Instructions for the task: Return only the lines from the top of the material through the line marked by "let server = ServerConfig::from_env()?;", unaltered.

══════

use axum_helpers::JwtConfig;
use core_config::{AppInfo, FromEnv, app_info, env_or_default, server::ServerConfig};

// Import MongoDB config from the database library
use database::mongodb::MongoConfig;

// Re-export Environment for use in other modules
pub use core_config::Environment;

/// Administrator created at startup when no user holds its login.
///
/// Only present when `ADMIN_PASSWORD` is set; `ADMIN_LOGIN` defaults to
/// `admin` and `ADMIN_EMAIL` to `admin@localhost`.
#[derive(Clone)]
pub struct AdminSeed {
    pub login: String,
    pub email: String,
    pub password: String,
}

impl std::fmt::Debug for AdminSeed {
    fn fmt(&self, f: &mut std::fmt::Formatter<'_>) -> std::fmt::Result {
        f.debug_struct("AdminSeed")
            .field("login", &self.login)
            .field("email", &self.email)
            .finish_non_exhaustive()
    }
}

impl AdminSeed {
    pub fn from_env() -> Option<Self> {
        let password = std::env::var("ADMIN_PASSWORD").ok()?;

        Some(Self {
            login: env_or_default("ADMIN_LOGIN", "admin"),
            email: env_or_default("ADMIN_EMAIL", "admin@localhost"),
            password,
        })
    }
}

/// Application-specific configuration
/// Composes shared config components from the `config` library
#[derive(Clone, Debug)]
pub struct Config {
    pub app: AppInfo,
    pub mongodb: MongoConfig,
    pub server: ServerConfig,
    pub jwt: JwtConfig,
    pub admin: Option<AdminSeed>,
    pub environment: Environment,
}

impl Config {
    pub fn from_env() -> eyre::Result<Self> {
        let environment = Environment::from_env();
        let mongodb = MongoConfig::from_env()?;
        let server = ServerConfig::from_env()?;
        let jwt = JwtConfig::from_env()?;

        Ok(Self {
            app: app_info!(),
            mongodb,
            server,
            jwt,
            admin: AdminSeed::from_env(),
            environment,
        })
    }
}

#[cfg(test)]
mod tests {
    use super::*;

    const SECRET: &str = "directory-config-test-secret-32-chars!";

    #[test]
    fn test_config_from_env() {
        temp_env::with_vars(
            [
                ("JWT_SECRET", Some(SECRET)),
                ("MONGODB_URL", Some("mongodb://db:27017")),
                ("MONGODB_DATABASE", Some("directory")),
                ("PORT", Some("9090")),
                ("APP_ENV", None),
                ("ADMIN_PASSWORD", None),
            ],
            || {
                let config = Config::from_env().unwrap();
                assert_eq!(config.mongodb.url(), "mongodb://db:27017");
                assert_eq!(config.mongodb.database(), "directory");
                assert_eq!(config.server.port, 9090);
                assert_eq!(config.jwt.secret, SECRET);
                assert!(config.admin.is_none());
                assert_eq!(config.environment, Environment::Development);
                assert_eq!(config.app.name, "directory_api");
            },
        );
    }

    #[test]
    fn test_config_requires_jwt_secret() {
        temp_env::with_vars_unset(["JWT_SECRET"], || {
            assert!(Config::from_env().is_err());
        });
    }

    #[test]
    fn test_admin_seed_defaults() {
        temp_env::with_vars(
            [
                ("ADMIN_PASSWORD", Some("change-me")),
                ("ADMIN_LOGIN", None),
                ("ADMIN_EMAIL", None),
            ],
            || {
                let seed = AdminSeed::from_env().unwrap();
                assert_eq!(seed.login, "admin");
                assert_eq!(seed.email, "admin@localhost");
                assert!(!format!("{:?}", seed).contains("change-me"));
            },
        );
    }
}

══════

Exercise response:
use axum_helpers::JwtConfig;
use core_config::{AppInfo, FromEnv, app_info, env_or_default, server::ServerConfig};

// Import MongoDB config from the database library
use database::mongodb::MongoConfig;

// Re-export Environment for use in other modules
pub use core_config::Environment;

/// Administrator created at startup when no user holds its login.
///
/// Only present when `ADMIN_PASSWORD` is set; `ADMIN_LOGIN` defaults to
/// `admin` and `ADMIN_EMAIL` to `admin@localhost`.
#[derive(Clone)]
pub struct AdminSeed {
    pub login: String,
    pub email: String,
    pub password: String,
}

impl std::fmt::Debug for AdminSeed {
    fn fmt(&self, f: &mut std::fmt::Formatter<'_>) -> std::fmt::Result {
        f.debug_struct("AdminSeed")
            .field("login", &self.login)
            .field("email", &self.email)
            .finish_non_exhaustive()
    }
}

impl AdminSeed {
    pub fn from_env() -> Option<Self> {
        let password = std::env::var("ADMIN_PASSWORD").ok()?;

        Some(Self {
            login: env_or_default("ADMIN_LOGIN", "admin"),
            email: env_or_default("ADMIN_EMAIL", "admin@localhost"),
            password,
        })
    }
}

/// Application-specific configuration
/// Composes shared config components from the `config` library
#[derive(Clone, Debug)]
pub struct Config {
    pub app: AppInfo,
    pub mongodb: MongoConfig,
    pub server: ServerConfig,
    pub jwt: JwtConfig,
    pub admin: Option<AdminSeed>,
    pub environment: Environment,
}

impl Config {
    pub fn from_env() -> eyre::Result<Self> {
        let environment = Environment::from_env();
        let mongodb = MongoConfig::from_env()?;
        let server = ServerConfig::from_env()?;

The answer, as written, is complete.